10 Albums, 10 Days: Behold the Lamb of God
I got tagged on Facebook to do this project – share ten albums that greatly influenced my taste in music. One album per day for ten consecutive days. In theory for the Facebook version this is supposed to be without explanation… but I want to explain! So I’m going to blog the explanations here.
Yesterday I left off by saying that my Caedmon’s Call fandom led me to Andrew Osenga, who in turn led me to Andrew Peterson. Today it’s time to tell a little more of that story.
Andrew Osenga wasn’t an original member of Caedmon’s Call. He had a band called The Normals which opened for Caedmon’s on occasion. At some point after The Normals stopped making records, Andy was invited to join Caedmon’s. Once I became familiar with Andy as a member of Caedmon’s, I quickly picked up his two available solo CDs - an EP called Souvenirs and Postcards, and a full-length CD called Photographs. They quickly became favorites.

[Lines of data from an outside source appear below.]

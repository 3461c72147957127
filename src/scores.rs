use std::fs;
use std::io;
use std::path::{Path, PathBuf};
use std::time::{SystemTime, UNIX_EPOCH};

use log::debug;
use serde::{Deserialize, Serialize};

use crate::collab::ScoreStore;
use crate::error::{Error, Result};
use crate::settings::{config_dir, write_json};
use crate::speed::ProfileId;

pub const SCORES_PATH_ENV: &str = "SNAKE_GRACE_SCORES";
pub const HISTORY_LIMIT: usize = 50;

#[derive(Debug, Clone, PartialEq, Eq, Serialize, Deserialize)]
pub struct ScoreRecord {
    pub name: String,
    pub score: u32,
    pub profile: ProfileId,
    /// Seconds since the Unix epoch.
    pub recorded_at: u64,
}

#[derive(Debug, Clone, Default, PartialEq, Eq, Serialize, Deserialize)]
pub struct ScoreBook {
    #[serde(default)]
    pub high_score: u32,
    #[serde(default)]
    pub history: Vec<ScoreRecord>,
}

impl ScoreBook {
    /// Best `n` entries, highest first; ties keep the older entry first.
    pub fn top(&self, n: usize) -> Vec<&ScoreRecord> {
        let mut ranked: Vec<&ScoreRecord> = self.history.iter().collect();
        ranked.sort_by(|a, b| b.score.cmp(&a.score).then(a.recorded_at.cmp(&b.recorded_at)));
        ranked.truncate(n);
        ranked
    }

    fn push(&mut self, record: ScoreRecord) {
        self.history.push(record);
        if self.history.len() > HISTORY_LIMIT {
            let excess = self.history.len() - HISTORY_LIMIT;
            self.history.drain(..excess);
        }
    }
}

/// High score plus the most recent runs, kept in one JSON file. Every write
/// re-reads the file so two sessions do not clobber each other's history.
#[derive(Debug, Clone)]
pub struct JsonScoreStore {
    path: PathBuf,
}

impl JsonScoreStore {
    pub fn new(path: impl Into<PathBuf>) -> Self {
        JsonScoreStore { path: path.into() }
    }

    pub fn from_env() -> Self {
        if let Some(explicit) = std::env::var_os(SCORES_PATH_ENV) {
            return Self::new(explicit);
        }
        Self::new(config_dir().join("scores.json"))
    }

    pub fn path(&self) -> &Path {
        &self.path
    }

    pub fn read(&self) -> Result<ScoreBook> {
        let bytes = match fs::read(&self.path) {
            Ok(bytes) => bytes,
            Err(e) if e.kind() == io::ErrorKind::NotFound => return Ok(ScoreBook::default()),
            Err(source) => return Err(Error::Io { path: self.path.clone(), source }),
        };
        serde_json::from_slice(&bytes).map_err(|source| Error::Json {
            path: self.path.clone(),
            source,
        })
    }

    pub fn history(&self) -> Result<Vec<ScoreRecord>> {
        Ok(self.read()?.history)
    }

    fn update(&self, f: impl FnOnce(&mut ScoreBook)) -> Result<()> {
        let mut book = self.read()?;
        f(&mut book);
        write_json(&self.path, &book)?;
        debug!("wrote scores to {}", self.path.display());
        Ok(())
    }
}

impl ScoreStore for JsonScoreStore {
    fn high_score(&mut self) -> Result<u32> {
        Ok(self.read()?.high_score)
    }

    fn save_score(&mut self, score: u32, name: &str, profile: ProfileId) -> Result<()> {
        let record = ScoreRecord {
            name: name.to_string(),
            score,
            profile,
            recorded_at: unix_now(),
        };
        self.update(|book| book.push(record))
    }

    fn save_high_score(&mut self, score: u32) -> Result<()> {
        self.update(|book| book.high_score = book.high_score.max(score))
    }
}

fn unix_now() -> u64 {
    SystemTime::now()
        .duration_since(UNIX_EPOCH)
        .map(|d| d.as_secs())
        .unwrap_or(0)
}

#[cfg(test)]
mod tests {
    use super::*;

    fn temp_path(name: &str) -> PathBuf {
        std::env::temp_dir()
            .join(format!("snake-grace-scores-{}-{}", std::process::id(), name))
            .join("scores.json")
    }

    fn cleanup(path: &Path) {
        let _ = fs::remove_dir_all(path.parent().unwrap());
    }

    #[test]
    fn empty_store_reports_zero() {
        let mut store = JsonScoreStore::new(temp_path("empty"));
        assert_eq!(store.high_score().unwrap(), 0);
        assert!(store.history().unwrap().is_empty());
    }

    #[test]
    fn high_score_only_goes_up() {
        let path = temp_path("high");
        let mut store = JsonScoreStore::new(&path);

        store.save_high_score(120).unwrap();
        store.save_high_score(80).unwrap();
        assert_eq!(store.high_score().unwrap(), 120);

        cleanup(&path);
    }

    #[test]
    fn history_is_capped_and_ranked() {
        let path = temp_path("history");
        let mut store = JsonScoreStore::new(&path);

        for i in 0..(HISTORY_LIMIT as u32 + 5) {
            store.save_score(i * 10, "p", ProfileId::Normal).unwrap();
        }

        let book = store.read().unwrap();
        assert_eq!(book.history.len(), HISTORY_LIMIT);
        assert_eq!(book.history[0].score, 50);

        let top = book.top(3);
        let scores: Vec<u32> = top.iter().map(|r| r.score).collect();
        assert_eq!(scores, vec![540, 530, 520]);

        cleanup(&path);
    }

    #[test]
    fn corrupt_file_is_an_error() {
        let path = temp_path("corrupt");
        fs::create_dir_all(path.parent().unwrap()).unwrap();
        fs::write(&path, b"[1,2").unwrap();

        let mut store = JsonScoreStore::new(&path);
        assert!(matches!(store.high_score(), Err(Error::Json { .. })));

        cleanup(&path);
    }
}
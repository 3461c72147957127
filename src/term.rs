use std::io::{stdout, Stdout, Write};
use std::time::Duration;

use crossterm::event::{poll, read, Event, KeyEvent};
use crossterm::terminal::{ClearType, EnterAlternateScreen, LeaveAlternateScreen};
use crossterm::{cursor, execute, queue, style, terminal};

pub type TermInt = u16;
pub type Coords = (TermInt, TermInt);

/// Raw-mode terminal with a shadow copy of what has been printed, so a popup
/// message can be taken down again without redrawing the board.
pub struct TermManager {
    width: TermInt,
    height: TermInt,
    stdout: Stdout,
    screen: Vec<char>,
    current_msg: Option<Message>,
}

struct Message {
    top_left: Coords,
    width: TermInt,
    height: TermInt,
}

impl TermManager {
    pub fn new() -> crossterm::Result<Self> {
        let (width, height) = terminal::size()?;
        let screen = vec![' '; width as usize * height as usize];
        Ok(TermManager { width, height, stdout: stdout(), screen, current_msg: None })
    }

    pub fn size(&self) -> Coords {
        (self.width, self.height)
    }

    pub fn setup(&mut self) -> crossterm::Result<()> {
        execute!(self.stdout, EnterAlternateScreen)?;
        terminal::enable_raw_mode()?;
        execute!(self.stdout, cursor::Hide, cursor::DisableBlinking)?;
        self.clear()
    }

    /// Undoes `setup`. Works without a manager so it can run from a drop
    /// guard after the manager has been handed away.
    pub fn restore() -> crossterm::Result<()> {
        let mut out = stdout();
        terminal::disable_raw_mode()?;
        execute!(out, cursor::Show, cursor::EnableBlinking, LeaveAlternateScreen)
    }

    /// Waits up to `timeout` for a key press.
    pub fn next_key(timeout: Duration) -> crossterm::Result<Option<KeyEvent>> {
        if poll(timeout)? {
            if let Event::Key(ev) = read()? {
                return Ok(Some(ev));
            }
        }
        Ok(None)
    }

    pub fn draw_borders(&mut self, (width, height): Coords) -> crossterm::Result<()> {
        let (end_x, end_y) = (width - 1, height - 1);

        for x in 0..width {
            let ch = if x == 0 || x == end_x { '+' } else { '-' };
            self.print_at((x, 0), ch)?;
            self.print_at((x, end_y), ch)?;
        }
        for y in 1..end_y {
            self.print_at((0, y), '|')?;
            self.print_at((end_x, y), '|')?;
        }
        Ok(())
    }

    /// Pops up `lines` in a box centred on the `area` anchored at the top-left
    /// corner of the screen.
    pub fn show_message(&mut self, area: Coords, lines: &[&str]) -> crossterm::Result<()> {
        self.hide_message()?;

        let widest = lines.iter().map(|l| l.chars().count()).max().unwrap_or(0);
        let msg_width = (widest + 2) as TermInt;
        let msg_height = (lines.len() + 2) as TermInt;
        let top_left = centred(area, (msg_width, msg_height));

        for y_diff in 0..msg_height {
            let text = match y_diff {
                0 => "",
                d if d == msg_height - 1 => "",
                d => lines[d as usize - 1],
            };
            let padded = format!("{: ^width$}", text, width = msg_width as usize);
            for (x_diff, ch) in padded.chars().enumerate() {
                self.print_unsaved((top_left.0 + x_diff as TermInt, top_left.1 + y_diff), ch)?;
            }
        }

        self.current_msg = Some(Message { top_left, width: msg_width, height: msg_height });
        Ok(())
    }

    pub fn hide_message(&mut self) -> crossterm::Result<()> {
        let msg = match self.current_msg.take() {
            Some(msg) => msg,
            None => return Ok(()),
        };

        for y in msg.top_left.1..msg.top_left.1 + msg.height {
            for x in msg.top_left.0..msg.top_left.0 + msg.width {
                if let Some(&ch) = self.screen.get(self.index((x, y))) {
                    self.print_unsaved((x, y), ch)?;
                }
            }
        }
        Ok(())
    }

    pub fn print_at(&mut self, pos: Coords, ch: char) -> crossterm::Result<()> {
        let idx = self.index(pos);
        if let Some(slot) = self.screen.get_mut(idx) {
            *slot = ch;
        }
        // A popup covers this cell; it shows up once the popup is hidden.
        if self.covered(pos) {
            return Ok(());
        }
        self.print_unsaved(pos, ch)
    }

    pub fn print_str_at(&mut self, pos: Coords, text: &str) -> crossterm::Result<()> {
        for (i, ch) in text.chars().enumerate() {
            let x = pos.0 + i as TermInt;
            if x >= self.width {
                break;
            }
            self.print_at((x, pos.1), ch)?;
        }
        Ok(())
    }

    pub fn clear(&mut self) -> crossterm::Result<()> {
        execute!(self.stdout, terminal::Clear(ClearType::All))?;
        self.screen = vec![' '; self.width as usize * self.height as usize];
        self.current_msg = None;
        Ok(())
    }

    pub fn flush(&mut self) -> crossterm::Result<()> {
        self.stdout.flush()?;
        Ok(())
    }

    ///////////////////////////////////////////////////////////////////////////

    fn index(&self, (x, y): Coords) -> usize {
        self.width as usize * y as usize + x as usize
    }

    fn covered(&self, (x, y): Coords) -> bool {
        self.current_msg.as_ref().map_or(false, |m| {
            (m.top_left.0..m.top_left.0 + m.width).contains(&x)
                && (m.top_left.1..m.top_left.1 + m.height).contains(&y)
        })
    }

    fn print_unsaved(&mut self, pos: Coords, ch: char) -> crossterm::Result<()> {
        if pos.0 >= self.width || pos.1 >= self.height {
            return Ok(());
        }
        queue!(self.stdout, cursor::MoveTo(pos.0, pos.1), style::Print(ch))
    }
}

fn centred((area_w, area_h): Coords, (width, height): Coords) -> Coords {
    ((area_w / 2).saturating_sub(width / 2), (area_h / 2).saturating_sub(height / 2))
}

#[cfg(test)]
mod tests {
    use super::*;

    #[test]
    fn popups_centre_on_the_board() {
        assert_eq!(centred((29, 44), (12, 5)), (8, 20));
        assert_eq!(centred((10, 4), (20, 7)), (0, 0));
    }
}
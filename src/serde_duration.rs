//! Tick and grace lengths as whole milliseconds, for
//! `#[serde(with = "crate::serde_duration")]`.

use std::time::Duration;

use serde::ser::Error as _;
use serde::{Deserialize, Deserializer, Serializer};

pub fn serialize<S: Serializer>(value: &Duration, serializer: S) -> Result<S::Ok, S::Error> {
    let millis = u32::try_from(value.as_millis())
        .map_err(|_| S::Error::custom(format!("{:?} is too long to store in milliseconds", value)))?;
    serializer.serialize_u32(millis)
}

pub fn deserialize<'de, D: Deserializer<'de>>(deserializer: D) -> Result<Duration, D::Error> {
    u32::deserialize(deserializer).map(|millis| Duration::from_millis(millis.into()))
}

In late 2005 I caught wind (maybe on the Caedmon’s fan forum?) that Andy Osenga was coming to Iowa to play a show with Andrew Peterson at a little start-up Christian music festival on the side of a hill in Clermont, Iowa. So, my wife and I bundled up our one-year-old daughter and drove the 90 minutes up to hear them (along with Ben Shive) play a two-hour concert from a flatbed trailer on the side of the hill. It was, in retrospect, a really weird gig for them. As Peterson said at the time, “it’s the first time I’ve ever played a concert with somebody riding a cow in the background”. No joke. I was thrilled to meet them that day and a little extra happy when AO said he recognized me from the fan forum. (Did I mention I was a big fanboy?)
Andy Osenga on the left, me on the right. October 2005. We both still had hair.
But I’m telling a lot of stories and not getting to my album for today. Anyway, at that show I ran into a co-worker who was there to see Andrew Peterson play, and we visited a bit. Fast-forward a year or so and that co-worker emailed me. She was bringing Andrew Peterson and friends to town to play a concert. Would I be interested in helping out with it for the day? Well, that was a no-brainer. And that gave me my first opportunity to hear the Christmas record and tour that would become a tradition: Andrew Peterson’s Behold the Lamb of God.
What can I even say about this record? It’s a concept album that tells the story of Jesus from both the Old Testament and the New, with creative songwriting, smart lyrics, beautiful melodies, amazing musicianship, and a sense of humor. Every year for 20 years now Andrew Peterson and his friends have taken this record on the road for a series of concerts between Thanksgiving and Christmas. I think I’ve been 5 times? But nothing will compare to that first time I saw it in a high school auditorium in Cedar Rapids. I’d never heard the record before I hear them play it live that night.
This record is influential to me not just for the brilliant songs, but also because of how it represents Peterson’s commitment to artistic community. He toured with the same musicians for almost all of those 20 years. They were not just co-workers but friends. Peterson would later expand the vision of that community into The Rabbit Room. But none of that would’ve happened without him nurturing those relationships on tours built around this one amazing album.